Formulation and Evaluation of a Predictive Model to Identify the Sites of Future Diabetic Retinopathy

Abstract

To formulate and test a model to predict the development of local patches of nonproliferative diabetic retinopathy (NPDR), based on multifocal electroretinogram (mfERG) implicit times and candidate diabetic risk factors. mfERGs and fundus photographs were obtained from 28 eyes of 28 diabetic patients during an initial and 12-month follow-up examination. mfERG implicit times were derived at 103 locations using a template-stretching method, and a z-score was calculated in comparison with 20 age-matched normal subjects. Thirty-five nonoverlapping retinal zones were constructed by grouping two to three adjacent stimulated locations, and each zone was assigned the maximum z-score within it. Zones containing initial retinopathy were excluded from further analysis.
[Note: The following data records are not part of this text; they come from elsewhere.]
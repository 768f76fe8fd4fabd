//! Generic error handling utilities
//!
//! Lets the binary report any crate error the same way: user-actionable
//! errors (bad arguments, bad config) show their own message, everything
//! else shows the operation that failed with the detail at debug level.

/// Trait for errors that can distinguish between user-actionable and system errors
///
/// When `is_user_actionable()` returns `true`, `user_message()` should return
/// `Some(message)`; otherwise it should return `None`.
pub trait ContextualError: std::error::Error {
    /// True for errors the user can fix directly, such as a negative
    /// staleness window or an unreadable config file
    fn is_user_actionable(&self) -> bool;

    fn user_message(&self) -> Option<&str>;
}

/// Log a fatal error with the detail level its kind calls for
///
/// # Examples
/// ```rust,no_run
/// # use sharedq::core::error_handling::log_error_with_context;
/// # use sharedq::queue::QueueSet;
/// match QueueSet::<u32>::new("jobs", -5) {
///     Ok(_) => {}
///     // Logs: "FATAL: Stale time must be zero or a positive number of seconds, got -5"
///     Err(e) => log_error_with_context(&e, "Queue set creation"),
/// }
/// ```
pub fn log_error_with_context<E: ContextualError + std::fmt::Display + std::fmt::Debug>(
    error: &E,
    operation_context: &str,
) {
    match error.user_message() {
        Some(user_msg) if error.is_user_actionable() => log::error!("FATAL: {}", user_msg),
        _ => log::error!("FATAL: {}", operation_context),
    }
    log::debug!("DETAIL: {}", error);
    log::debug!("DEBUG_DETAILS: {:?}", error);
}

#[cfg(test)]
mod tests {
    use super::*;
    use crate::notifications::api::{NotificationError, QueueEventType};
    use crate::queue::{QueueError, SharedQueue};

    #[test]
    fn test_user_actionable_error_shows_specific_message() {
        let error = QueueError::InvalidArgument {
            message: "stale time must not be negative (got -1)".to_string(),
        };

        assert!(error.is_user_actionable());
        assert_eq!(
            error.user_message(),
            Some("stale time must not be negative (got -1)")
        );
        log_error_with_context(&error, "Queue set creation");
    }

    #[test]
    fn test_system_error_uses_generic_context() {
        let queue: SharedQueue<u8> = SharedQueue::new("gone".to_string(), std::sync::Arc::from("Errors"));
        let error = NotificationError::ClosedSubscribers {
            event_type: QueueEventType::Added,
            queue_id: queue.id(),
            closed: vec!["gone".to_string()],
        };

        assert!(!error.is_user_actionable());
        assert_eq!(error.user_message(), None);
        log_error_with_context(&error, "Publishing lifecycle event");
    }
}
//! Validation utilities for configuration and CLI arguments

use std::time::Duration;

/// Validate a staleness window expressed in seconds
///
/// Returns `None` for `0` (reaping disabled) and an error for negative values.
pub fn validate_stale_seconds(stale_seconds: i64) -> Result<Option<Duration>, String> {
    match stale_seconds {
        s if s < 0 => Err(format!(
            "Stale time must be zero or a positive number of seconds, got {}",
            s
        )),
        0 => Ok(None),
        s => Ok(Some(Duration::from_secs(s as u64))),
    }
}

/// Validate positive integer value
pub fn validate_positive_int(value: &str) -> Result<usize, String> {
    match value.parse::<usize>() {
        Ok(0) => Err("Value must be greater than 0".to_string()),
        Ok(n) => Ok(n),
        Err(_) => Err(format!("'{}' is not a valid positive integer", value)),
    }
}

/// Validate a sub scope used to create a queue
///
/// Sub scopes are joined to the set scope with `.`; an empty sub scope
/// would make the queue indistinguishable from the set itself.
pub fn validate_sub_scope(value: &str) -> Result<String, String> {
    let trimmed = value.trim();
    if trimmed.is_empty() {
        return Err("Sub scope cannot be empty".to_string());
    }
    Ok(trimmed.to_string())
}

#[cfg(test)]
mod tests {
    use super::*;

    #[test]
    fn test_validate_stale_seconds() {
        assert_eq!(validate_stale_seconds(0).unwrap(), None);
        assert_eq!(
            validate_stale_seconds(60).unwrap(),
            Some(Duration::from_secs(60))
        );
        assert!(validate_stale_seconds(-1).is_err());
        assert!(validate_stale_seconds(i64::MIN).is_err());
    }

    #[test]
    fn test_validate_positive_int() {
        assert_eq!(validate_positive_int("5").unwrap(), 5);
        assert_eq!(validate_positive_int("100").unwrap(), 100);
        assert!(validate_positive_int("0").is_err());
        assert!(validate_positive_int("-5").is_err());
        assert!(validate_positive_int("not_a_number").is_err());
    }

    #[test]
    fn test_validate_sub_scope() {
        assert_eq!(validate_sub_scope("rooms/a").unwrap(), "rooms/a");
        assert_eq!(validate_sub_scope("  lobby ").unwrap(), "lobby");
        assert!(validate_sub_scope("").is_err());
        assert!(validate_sub_scope("   ").is_err());
    }
}
//! Scope-addressed fan-out queue sets
//!
//! A [`queue::QueueSet`] owns a collection of [`queue::SharedQueue`]s under
//! one scope. Producers route items to every queue, to a scope prefix, to one
//! queue by id, or to all queues but some; consumers drain their own queue.
//! Queues nobody reads from are evicted by a background reaper, and observers
//! can follow queues entering and leaving the set through [`notifications`].

pub mod app;
pub mod core;
pub mod notifications;
pub mod queue;
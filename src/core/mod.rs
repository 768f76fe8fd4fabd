//! Core services and infrastructure

pub mod error_handling;
pub mod logging;
pub mod shutdown;
pub mod sync;
pub mod validation;
pub mod version;
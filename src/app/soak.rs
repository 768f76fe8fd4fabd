//! Soak/demo driver
//!
//! Builds one queue set, attaches a lifecycle logger, and runs a producer
//! against per-queue consumers until the item budget, the time budget, or a
//! shutdown request runs out. Every other queue's consumer goes quiet half
//! way through so the reaper has something to evict.

use crate::app::cli::config::SoakConfig;
use crate::core::shutdown::ShutdownCoordinator;
use crate::notifications::api::{EventFilter, EventReceiver, QueueEventType};
use crate::queue::{QueueId, QueueResult, QueueSet, QueueSetConfig, SharedQueue};
use std::sync::Arc;
use std::time::Duration;
use tokio::sync::broadcast;
use tokio::task::JoinSet;
use tokio::time::{Instant, MissedTickBehavior};

type Item = Arc<String>;

/// Outcome of a soak run
#[derive(Debug, Clone, Default, PartialEq, Eq)]
pub struct SoakReport {
    pub set_scope: String,
    pub queues_created: usize,
    /// Items handed to the queue set
    pub produced: usize,
    /// Sum over items of the number of queues each one reached
    pub deliveries: usize,
    pub consumed: usize,
    /// Items still buffered in any queue handle at the end of the run
    pub stranded: usize,
    pub added_events: usize,
    pub removed_events: usize,
    pub expired_events: usize,
    pub remaining_queues: usize,
    pub elapsed: Duration,
}

#[derive(Debug, Default)]
struct LifecycleCounts {
    added: usize,
    removed: usize,
    expired: usize,
}

/// Routing used for the n-th produced item
#[derive(Debug, Clone, Copy, PartialEq, Eq)]
enum RouteMode {
    Broadcast,
    Scope,
    Direct,
    Exclude,
}

impl RouteMode {
    const ROTATION: [RouteMode; 4] = [
        RouteMode::Broadcast,
        RouteMode::Scope,
        RouteMode::Direct,
        RouteMode::Exclude,
    ];

    fn for_item(n: usize) -> Self {
        Self::ROTATION[n % Self::ROTATION.len()]
    }
}

/// Run one soak pass and report what happened
///
/// The run ends when `soak.duration()` elapses or the coordinator fires,
/// whichever is first.
pub async fn run_soak(
    set_config: &QueueSetConfig,
    soak: &SoakConfig,
    coordinator: &ShutdownCoordinator,
) -> QueueResult<SoakReport> {
    soak.validate()?;
    let started = Instant::now();
    let set: Arc<QueueSet<Item>> = Arc::new(QueueSet::from_config(set_config)?);
    let lifecycle = tokio::spawn(log_lifecycle(set.subscribe(
        "soak-lifecycle",
        EventFilter::All,
        "app:soak",
    )));

    let sub_scopes = soak.sub_scope_names();
    let mut queues: Vec<Arc<SharedQueue<Item>>> = Vec::new();
    for sub_scope in &sub_scopes {
        for _ in 0..soak.consumers_per_scope {
            queues.push(set.new_queue(sub_scope.as_str()));
        }
    }
    log::info!(
        "Soak started: {} queues under {} sub scopes of '{}' (stale after {:?})",
        queues.len(),
        sub_scopes.len(),
        set.scope(),
        set.stale_after()
    );

    let idle_after = soak.duration() / 2;
    let mut consumers = JoinSet::new();
    for (index, queue) in queues.iter().enumerate() {
        let idle_after = (index % 2 == 1).then_some(idle_after);
        consumers.spawn(consume(
            Arc::clone(queue),
            soak.interval(),
            idle_after,
            coordinator.subscribe(),
        ));
    }

    let producer = tokio::spawn(produce(
        Arc::clone(&set),
        sub_scopes,
        soak.items,
        soak.interval(),
        coordinator.subscribe(),
    ));

    // A receiver only sees requests sent after it subscribed
    let mut shutdown_rx = coordinator.subscribe();
    if !coordinator.is_shutdown_requested() {
        tokio::select! {
            _ = tokio::time::sleep(soak.duration()) => {
                log::info!("Soak duration of {:?} reached", soak.duration());
            }
            _ = shutdown_rx.recv() => {
                log::info!("Soak interrupted");
            }
        }
    }
    coordinator.trigger_shutdown();

    let (produced, deliveries) = producer.await.unwrap_or_else(|e| {
        log::error!("Producer task failed: {}", e);
        (0, 0)
    });

    let mut consumed = 0;
    while let Some(result) = consumers.join_next().await {
        match result {
            Ok(count) => consumed += count,
            Err(e) => log::error!("Consumer task failed: {}", e),
        }
    }

    set.shutdown();
    let remaining_queues = set.queue_count();
    let set_scope = set.scope().to_string();
    // Closing the set closes the lifecycle channel
    drop(set);
    let counts = lifecycle.await.unwrap_or_default();

    Ok(SoakReport {
        set_scope,
        queues_created: queues.len(),
        produced,
        deliveries,
        consumed,
        stranded: queues.iter().map(|queue| queue.count()).sum(),
        added_events: counts.added,
        removed_events: counts.removed,
        expired_events: counts.expired,
        remaining_queues,
        elapsed: started.elapsed(),
    })
}

/// Publish `items` items, rotating through the routing operations
async fn produce(
    set: Arc<QueueSet<Item>>,
    sub_scopes: Vec<String>,
    items: usize,
    interval: Duration,
    mut shutdown_rx: broadcast::Receiver<()>,
) -> (usize, usize) {
    let mut ticker = tokio::time::interval(interval);
    ticker.set_missed_tick_behavior(MissedTickBehavior::Delay);
    let mut produced = 0;
    let mut deliveries = 0;

    while produced < items {
        tokio::select! {
            _ = ticker.tick() => {}
            _ = shutdown_rx.recv() => break,
        }

        let item = Arc::new(format!("item-{}", produced));
        let queue_ids: Vec<QueueId> = set.queue_ids();
        let delivered = match RouteMode::for_item(produced) {
            RouteMode::Broadcast => set.enqueue(item),
            RouteMode::Scope => {
                let sub_scope = &sub_scopes[produced % sub_scopes.len()];
                set.enqueue_scope(item, &set.scope_of(sub_scope))
            }
            RouteMode::Direct => match queue_ids.get(produced % queue_ids.len().max(1)) {
                Some(queue_id) => set.enqueue_to(item, *queue_id),
                None => 0,
            },
            RouteMode::Exclude => set.enqueue_exclude(item, &queue_ids[..queue_ids.len().min(1)]),
        };

        produced += 1;
        deliveries += delivered;
    }

    log::debug!("Producer finished: {} items, {} deliveries", produced, deliveries);
    (produced, deliveries)
}

/// Drain `queue` every `interval` until shutdown, or until `idle_after`
/// has passed, after which the queue is left alone for the reaper
async fn consume(
    queue: Arc<SharedQueue<Item>>,
    interval: Duration,
    idle_after: Option<Duration>,
    mut shutdown_rx: broadcast::Receiver<()>,
) -> usize {
    let started = Instant::now();
    let mut ticker = tokio::time::interval(interval);
    ticker.set_missed_tick_behavior(MissedTickBehavior::Delay);
    let mut consumed = 0;

    loop {
        tokio::select! {
            _ = ticker.tick() => {}
            _ = shutdown_rx.recv() => break,
        }

        if idle_after.is_some_and(|idle| started.elapsed() >= idle) {
            log::debug!("Consumer for {} going idle", queue.full_scope());
            break;
        }

        consumed += queue.dequeue_all().len();
    }

    consumed
}

async fn log_lifecycle(mut events: EventReceiver<Item>) -> LifecycleCounts {
    let mut counts = LifecycleCounts::default();

    while let Some(event) = events.recv().await {
        match event.event_type {
            QueueEventType::Added => {
                counts.added += 1;
                log::debug!("Queue {} added as '{}'", event.queue_id(), event.queue.full_scope());
            }
            QueueEventType::Removed { expired: true } => {
                counts.expired += 1;
                log::info!(
                    "Queue {} ('{}') expired with {} item(s) left",
                    event.queue_id(),
                    event.queue.full_scope(),
                    event.queue.count()
                );
            }
            QueueEventType::Removed { expired: false } => {
                counts.removed += 1;
                log::info!("Queue {} removed", event.queue_id());
            }
        }
    }

    counts
}

#[cfg(test)]
mod tests {
    use super::*;

    fn soak_config(duration_secs: u64) -> SoakConfig {
        SoakConfig {
            sub_scopes: vec!["lobby".to_string(), "rooms/a".to_string()],
            queues: 2,
            consumers_per_scope: 2,
            items: 40,
            interval_ms: 10,
            duration_secs,
        }
    }

    #[test]
    fn test_route_mode_rotation() {
        assert_eq!(RouteMode::for_item(0), RouteMode::Broadcast);
        assert_eq!(RouteMode::for_item(1), RouteMode::Scope);
        assert_eq!(RouteMode::for_item(2), RouteMode::Direct);
        assert_eq!(RouteMode::for_item(3), RouteMode::Exclude);
        assert_eq!(RouteMode::for_item(4), RouteMode::Broadcast);
    }

    #[tokio::test(start_paused = true)]
    async fn test_soak_accounts_for_every_delivery() {
        let (coordinator, _rx) = ShutdownCoordinator::new();
        let set_config = QueueSetConfig::new("Soak", 1);

        let report = run_soak(&set_config, &soak_config(6), &coordinator)
            .await
            .unwrap();

        assert_eq!(report.set_scope, "Soak");
        assert_eq!(report.queues_created, 4);
        assert_eq!(report.produced, 40);
        assert!(report.deliveries > 0);
        assert_eq!(report.deliveries, report.consumed + report.stranded);

        // The two idle queues are reaped, the active ones survive
        assert_eq!(report.added_events, 4);
        assert_eq!(report.expired_events, 2);
        assert_eq!(report.removed_events, 0);
        assert_eq!(report.remaining_queues, 2);
    }

    #[tokio::test(start_paused = true)]
    async fn test_soak_without_reaper_keeps_queues() {
        let (coordinator, _rx) = ShutdownCoordinator::new();
        let set_config = QueueSetConfig::new("Soak", 0);

        let report = run_soak(&set_config, &soak_config(2), &coordinator)
            .await
            .unwrap();

        assert_eq!(report.expired_events, 0);
        assert_eq!(report.remaining_queues, 4);
        assert_eq!(report.deliveries, report.consumed + report.stranded);
    }

    #[tokio::test(start_paused = true)]
    async fn test_soak_stops_on_shutdown() {
        let (coordinator, _rx) = ShutdownCoordinator::new();
        let set_config = QueueSetConfig::new("Soak", 0);
        coordinator.trigger_shutdown();

        let report = run_soak(&set_config, &soak_config(3600), &coordinator)
            .await
            .unwrap();

        assert!(report.elapsed < Duration::from_secs(3600));
        assert!(report.produced < 40);
    }

    #[tokio::test]
    async fn test_soak_rejects_negative_stale_time() {
        let (coordinator, _rx) = ShutdownCoordinator::new();
        let set_config = QueueSetConfig::new("Soak", -3);

        assert!(run_soak(&set_config, &soak_config(1), &coordinator)
            .await
            .is_err());
    }
}
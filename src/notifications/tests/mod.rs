//! Tests for the notification system
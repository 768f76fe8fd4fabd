//! Tests for core queue set operations: creation, lookup, draining, counts

#[cfg(test)]
mod tests {
    use crate::queue::tests::make_queue_set;
    use crate::queue::{QueueError, QueueSet, DEFAULT_STALE_SECONDS};
    use std::time::Duration;

    #[test]
    fn test_multi_item_dequeue() {
        let f = make_queue_set(0);
        for item in 300..305 {
            f.set.enqueue(item);
        }

        let list = f.queue1.dequeue_all();

        assert_eq!(f.queue1.dequeue_one(), None);
        assert_eq!(list, vec![300, 301, 302, 303, 304]);
        assert_eq!(f.queue1.count(), 0);
    }

    #[test]
    fn test_queue_count() {
        let f = make_queue_set(0);
        for item in 500..505 {
            f.set.enqueue(item);
        }

        for queue in [&f.queue1, &f.queue2, &f.queue3, &f.queue4] {
            assert_eq!(queue.count(), 5);
        }
        assert_eq!(f.set.total_item_count(), 20);

        f.queue1.dequeue_all();
        assert_eq!(f.queue1.count(), 0);
        assert_eq!(f.queue2.count(), 5);
    }

    #[test]
    fn test_new_queue_registration() {
        let f = make_queue_set(0);

        assert_eq!(f.set.queue_count(), 4);
        assert_eq!(
            f.set.queue_ids(),
            vec![f.queue1.id(), f.queue2.id(), f.queue3.id(), f.queue4.id()]
        );
        assert_eq!(f.queue1.full_scope(), "QueueSet.Queue1");
        assert_eq!(f.queue3.full_scope(), f.queue4.full_scope());
        assert_ne!(f.queue3.id(), f.queue4.id());
    }

    #[test]
    fn test_get_queue() {
        let f = make_queue_set(0);

        let found = f.set.get_queue(f.queue2.id()).expect("queue2 should be registered");
        assert_eq!(found.id(), f.queue2.id());
        assert!(std::sync::Arc::ptr_eq(&found, &f.queue2));
    }

    #[test]
    fn test_get_queue_items_drains() {
        let f = make_queue_set(0);
        f.set.enqueue(1);
        f.set.enqueue(2);

        assert_eq!(f.set.get_queue_items(f.queue1.id()), vec![1, 2]);
        assert!(f.set.get_queue_items(f.queue1.id()).is_empty());
        assert_eq!(f.queue2.count(), 2);
    }

    #[test]
    fn test_remove_queue() {
        let f = make_queue_set(0);

        assert!(f.set.remove_queue(f.queue1.id()));
        assert_eq!(f.set.queue_count(), 3);
        assert!(f.set.get_queue(f.queue1.id()).is_none());

        // Broadcasts no longer reach the removed queue
        assert_eq!(f.set.enqueue(9), 3);
        assert_eq!(f.queue1.count(), 0);
    }

    #[test]
    fn test_scope_of() {
        let f = make_queue_set(0);
        assert_eq!(f.set.scope(), "QueueSet");
        assert_eq!(f.set.scope_of("Anything"), "QueueSet.Anything");
        assert_eq!(f.set.scope_of("Queue1"), f.queue1.full_scope());
    }

    #[test]
    fn test_peek_and_clear_through_handles() {
        let f = make_queue_set(0);
        f.set.enqueue(11);
        f.set.enqueue(12);

        assert_eq!(f.queue1.peek().unwrap(), 11);
        f.queue1.clear();
        assert!(matches!(f.queue1.peek(), Err(QueueError::Empty { .. })));
        assert_eq!(f.queue2.peek().unwrap(), 11);
    }

    #[test]
    fn test_queue_stats() {
        let f = make_queue_set(0);
        f.set.enqueue_to(1, f.queue2.id());

        let stats = f.set.queue_stats();
        assert_eq!(stats.len(), 4);
        assert_eq!(stats[1].queue_id, f.queue2.id());
        assert_eq!(stats[1].count, 1);
        assert_eq!(stats[0].count, 0);
    }

    #[test]
    fn test_negative_stale_time_rejected() {
        match QueueSet::<i32>::new("QueueSet", -1) {
            Err(QueueError::InvalidArgument { message }) => {
                assert!(message.contains("-1"));
            }
            Err(e) => panic!("Expected InvalidArgument, got {:?}", e),
            Ok(_) => panic!("Expected negative stale time to be rejected"),
        }
    }

    #[test]
    fn test_zero_stale_time_disables_reaper() {
        let set: QueueSet<i32> = QueueSet::new("NoReaper", 0).unwrap();
        assert_eq!(set.stale_after(), None);
        assert!(!set.is_reaper_running());
    }

    #[tokio::test]
    async fn test_default_constructors() {
        let unscoped: QueueSet<i32> = QueueSet::default();
        assert_eq!(unscoped.scope(), "");
        assert_eq!(
            unscoped.stale_after(),
            Some(Duration::from_secs(DEFAULT_STALE_SECONDS as u64))
        );
        assert!(unscoped.is_reaper_running());

        let scoped: QueueSet<i32> = QueueSet::with_scope("Scoped");
        assert_eq!(scoped.scope(), "Scoped");
        assert_eq!(scoped.stale_after(), Some(Duration::from_secs(60)));
    }

    #[test]
    fn test_from_config() {
        let config = crate::queue::QueueSetConfig::new("Configured", 0);
        let set: QueueSet<i32> = QueueSet::from_config(&config).unwrap();
        assert_eq!(set.scope(), "Configured");
        assert_eq!(set.stale_after(), None);

        let bad = crate::queue::QueueSetConfig::new("Configured", -10);
        assert!(QueueSet::<i32>::from_config(&bad).is_err());
    }
}
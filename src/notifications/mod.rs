//! Queue lifecycle notifications
//!
//! Observers learn about queues entering and leaving a set ("added",
//! "removed", and "removed because expired") through per-subscriber
//! channels filtered by [`api::EventFilter`].

// Internal modules - all access should go through api module
pub(crate) mod error;
pub(crate) mod event;
pub(crate) mod manager;
pub(crate) mod traits;

// Public API module - the only public interface for the notification system
pub mod api;

#[cfg(test)]
mod tests;
//! Scope-Addressed Fan-Out Queues
//!
//! A queue set registers any number of independent consumer queues under a
//! shared namespace. Producers publish items that are routed to one, several,
//! or all of those queues; consumers drain their own queue without blocking.
//! Queues that go unread for the configured staleness window are reclaimed
//! automatically.
//!
//! # Architecture
//!
//! ```text
//!   Producer                         QueueSet "chat"  (registry lock)
//!      │ enqueue / enqueue_scope     ┌──────────────────────────────────┐
//!      │ enqueue_to / enqueue_exclude│ chat.lobby    [ a │ b │ c ]      │──▶ Consumer 1
//!      └────────────────────────────▶│ chat.rooms/a  [ a │ c ]          │──▶ Consumer 2
//!                                    │ chat.rooms/b  [ a ]              │──▶ Consumer 3
//!                                    └───────────────┬──────────────────┘
//!                                                    │ every stale window
//!                                              Reaper: evict queues
//!                                              unread for >= window
//! ```
//!
//! Routing selects target queues under the registry lock and enqueues on each
//! under that queue's own lock. Ordering is FIFO within a queue; there is no
//! ordering relationship between different queues.
//!
//! # Example Usage
//!
//! ```rust
//! use sharedq::queue::QueueSet;
//!
//! # fn example() -> Result<(), Box<dyn std::error::Error>> {
//! let set: QueueSet<u32> = QueueSet::new("QueueSet", 0)?;
//! let first = set.new_queue("Queue1");
//! let second = set.new_queue("Queue2");
//!
//! set.enqueue(100);
//! set.enqueue_to(200, first.id());
//!
//! assert_eq!(first.dequeue_all(), vec![100, 200]);
//! assert_eq!(second.dequeue_all(), vec![100]);
//! # Ok(())
//! # }
//! ```

mod config;
mod error;
mod reaper;
mod set;
mod shared;
mod types;

pub mod api;

pub use config::QueueSetConfig;
pub use error::{QueueError, QueueResult};
pub use set::{QueueSet, DEFAULT_STALE_SECONDS};
pub use shared::SharedQueue;
pub use types::{QueueId, QueueStats};

#[cfg(test)]
mod tests;
//! Normalized process environment
//!
//! The entrypoint never mutates its own environment. It builds one
//! `ProcessEnvironment` at startup and hands it to every child it starts.
//! Names and values are kept as raw OS strings; only the JSON dump is
//! lossy.

use std::collections::BTreeMap;
use std::ffi::{OsStr, OsString};

use serde::{Serialize, Serializer};

/// Marks execution inside the managed container
pub const IN_CONTAINER_KEY: &str = "DMOJ_IN_DOCKER";
/// Disables interpreter output buffering
pub const UNBUFFERED_KEY: &str = "PYTHONUNBUFFERED";
/// Locale for text handling
pub const LOCALE_KEY: &str = "LANG";
/// Encoding for stdio
pub const IO_ENCODING_KEY: &str = "PYTHONIOENCODING";

/// Keys the entrypoint always sets, with their values
pub const CORE_KEYS: [(&str, &str); 4] = [
    (IN_CONTAINER_KEY, "1"),
    (UNBUFFERED_KEY, "1"),
    (LOCALE_KEY, "C.UTF-8"),
    (IO_ENCODING_KEY, "utf8"),
];

/// Variables a sourcing shell sets for itself, not for the child
const SHELL_BOOKKEEPING: [&str; 4] = ["PWD", "OLDPWD", "SHLVL", "_"];

/// Name to value mapping handed to child processes
#[derive(Debug, Clone, Default, PartialEq, Eq)]
pub struct ProcessEnvironment {
    vars: BTreeMap<OsString, OsString>,
}

impl ProcessEnvironment {
    /// Core keys only
    pub fn core() -> Self {
        Self::default().with_core_keys()
    }

    /// `inherited` overlaid with the core keys
    pub fn normalized<I, K, V>(inherited: I) -> Self
    where
        I: IntoIterator<Item = (K, V)>,
        K: Into<OsString>,
        V: Into<OsString>,
    {
        <Self as FromIterator<(K, V)>>::from_iter(inherited).with_core_keys()
    }

    fn with_core_keys(mut self) -> Self {
        for (key, value) in CORE_KEYS {
            self.vars.insert(key.into(), value.into());
        }
        self
    }

    /// Merge `defaults` underneath this environment.
    ///
    /// Values from `defaults` replace inherited ones, but the core keys
    /// always keep their normalized values. Shell bookkeeping variables
    /// from `defaults` are dropped.
    pub fn merged_with_defaults(&self, defaults: &BTreeMap<OsString, OsString>) -> Self {
        let mut merged = self.clone();
        for (key, value) in defaults {
            if SHELL_BOOKKEEPING.iter().any(|k| key == k) {
                continue;
            }
            merged.vars.insert(key.clone(), value.clone());
        }
        merged.with_core_keys()
    }

    pub fn get(&self, key: impl AsRef<OsStr>) -> Option<&OsStr> {
        self.vars.get(key.as_ref()).map(OsString::as_os_str)
    }

    pub fn iter(&self) -> impl Iterator<Item = (&OsStr, &OsStr)> {
        self.vars.iter().map(|(k, v)| (k.as_os_str(), v.as_os_str()))
    }

    pub fn len(&self) -> usize {
        self.vars.len()
    }

    pub fn is_empty(&self) -> bool {
        self.vars.is_empty()
    }

    /// Whether every core key carries its normalized value
    pub fn has_core_keys(&self) -> bool {
        CORE_KEYS
            .iter()
            .all(|&(key, value)| self.get(key) == Some(OsStr::new(value)))
    }
}

impl<K: Into<OsString>, V: Into<OsString>> FromIterator<(K, V)> for ProcessEnvironment {
    fn from_iter<I: IntoIterator<Item = (K, V)>>(iter: I) -> Self {
        Self {
            vars: iter
                .into_iter()
                .map(|(k, v)| (k.into(), v.into()))
                .collect(),
        }
    }
}

impl Serialize for ProcessEnvironment {
    fn serialize<S: Serializer>(&self, serializer: S) -> Result<S::Ok, S::Error> {
        serializer.collect_map(
            self.vars
                .iter()
                .map(|(k, v)| (k.to_string_lossy(), v.to_string_lossy())),
        )
    }
}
The probability that new retinopathy would develop in the remaining zones by the follow-up examination was modeled based on the mfERG implicit time z-score for the zone and other candidate diabetic risk factors determined during the initial visit. Data collected from four previously untested diabetic subjects and the other eye of eight previous subjects during their second year follow-up were used to test the predictive model. After 1 year, new retinopathy developed in 11 of the 12 NPDR eyes and 1 of the 16 eyes without initial retinopathy. After accounting for the correlation among zones within each eye, a predictive model was formulated with the variables mfERG implicit time, duration of diabetes, presence of retinopathy (NPDR or no retinopathy), and blood glucose level at initial visit. The area under the receiver operating characteristic (ROC) curve of this multivariate model is 0.90 (P <0.001). The predictive model has an expected sensitivity of 86% and a specificity of 84%, which was verified by the test data. The development of diabetic retinopathy over a 1-year period can be well predicted by a multivariate model. The inclusion of local mfERG implicit times allowed the model to identify the specific sites of future retinopathy.